Erase and Isolate piggyback on Figma’s existing lasso selection: you roughly draw around the thing you want to remove or lift out, then pick the action. In Erase mode, generative AI fills in what should belong behind the deleted subject (think: clone-and-heal but without the manual brushwork). In Isolate mode, Figma separates the selected object onto its own editable layer so you can reposition, mask, or export it as an asset. The workflow is deliberately tactile and “sketchy” — you don’t need pixel-perfect masks to get useful results. That’s the practical win: spend 30 seconds to fix an awkward logo or to pull a product out of a busy photo, then get back to layout decisions.

Expand image is the one that will save a lot of social media headaches.
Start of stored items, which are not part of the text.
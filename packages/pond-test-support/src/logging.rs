//! Unified test logging initialization
//!
//! Same setup as the unit-test bootstrap inside `pond`, for integration
//! tests that cannot reach `#[cfg(test)]` code.

use once_cell::sync::OnceCell;
use tracing_subscriber::{fmt, EnvFilter};

static INITIALIZED: OnceCell<()> = OnceCell::new();

/// Initialize structured logging for tests.
///
/// Idempotent and race-safe. The level is taken from `TEST_LOG`, then
/// `RUST_LOG`, then defaults to `"warn"`.
pub fn init() {
    INITIALIZED.get_or_init(|| {
        let filter = std::env::var("TEST_LOG")
            .or_else(|_| std::env::var("RUST_LOG"))
            .map(EnvFilter::new)
            .unwrap_or_else(|_| EnvFilter::new("warn"));

        fmt()
            .with_env_filter(filter)
            .with_test_writer() // Critical for cargo/nextest capture
            .without_time()
            .try_init()
            .ok();
    });
}
//! Turn orchestration: direct input and the autonomous driver over one
//! shared turn state.

pub mod controller;
pub mod driver;
pub mod episode;
pub mod presentation;
pub mod state;

pub use controller::TurnController;
pub use driver::AutonomousTurnDriver;
pub use episode::DriverPhase;
pub use presentation::{ChoiceView, RollControl, TurnView};
pub use state::{MutationGuard, SharedTurn, TurnState};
Rather than stretch or awkwardly crop when you need a different aspect ratio, the tool uses generative fill to extend the background so the composition still reads. You can drag the blue handles to enlarge the canvas and the AI will synthesize pixels that blend with the scene, which makes converting a horizontal hero into a vertical story or a square post way less painful. If that sounds like Photoshop’s Generative Expand, that’s because it is — but again, the point is doing it without leaving Figma.

None of this means Adobe is out of the picture. Photoshop still owns advanced retouching, color workflows, high-fidelity masking, and the exhaustive toolset pro photo editors need. Figma’s image tools are aimed at everyday product design and marketing tasks: cleanups, quick composites, and layout-friendly crops that keep the team working inside the same file. For many teams, that’s enough — especially when deadlines and cross-team handoffs matter more than pixel-level perfection.

There are practical limits and costs to keep in mind. Figma’s new image tools live behind what the company calls a “Full Seat” — meaning they’re available on Professional, Organization, and Enterprise tiers with AI-enabled — and AI actions consume credits, so teams should watch how they use heavy operations at scale. The rollout is starting with Design and Draw, and Figma says it plans to extend the image tools across more of its product line next year. In short, it’s available to teams willing to pay for full seats and who are ready to budget AI credits into their workflows.

Strategically, the update is part convenience play, part platform defense. Over the past year, Figma’s moved deeper into generative features and integrations — including efforts to marry different AI models and editing nodes into a more modular workflow — so adding image-editing primitives feels like the expected next step. The result is a stickier, more capable canvas: the fewer times designers need to bounce between Figma and a raster editor, the more value Figma can keep within its collaborative environment. That’s good for workflows and for Figma’s business.

For designers and product teams, the practical takeaway is simple: try the tools for quick fixes and layout changes, but keep a tested Photoshop workflow for pixel-critical work. Use Erase for rogue subjects in assets, Isolate when you need flexible composition elements, and Expand when you’re resizing for multiple channels. And because AI operations draw on credits, set a team policy — for example, let junior designers use edits for social posts and reserve heavy retouches or experimental batch runs for dedicated sessions so you don’t burn through credits on accidental tries.

The update won’t solve every image problem — generative fills occasionally stutter on complex textures or tight reflections, and the “good enough” edit won’t replace a meticulous retouch — but it changes the calculus. For routine image work that used to mean exporting, editing, and reimporting, Figma just removed several teeth from that process. Over time, as the company rolls these tools into more parts of its stack and refines the AI models behind them, expect fewer file-switching rituals and more of the design day lived entirely inside a single, collaborative canvas.

If you want to test things right away, open a copy of a real project and try erasing an element you’d normally send to Photoshop — watch how the fill behaves, and check the isolated asset for edge artifacts. Then do a quick expand to square or vertical and inspect the seams at full size; that will tell you when Figma’s in-canvas magic is a match for what you need, and when it’s still a convenience rather than a replacement.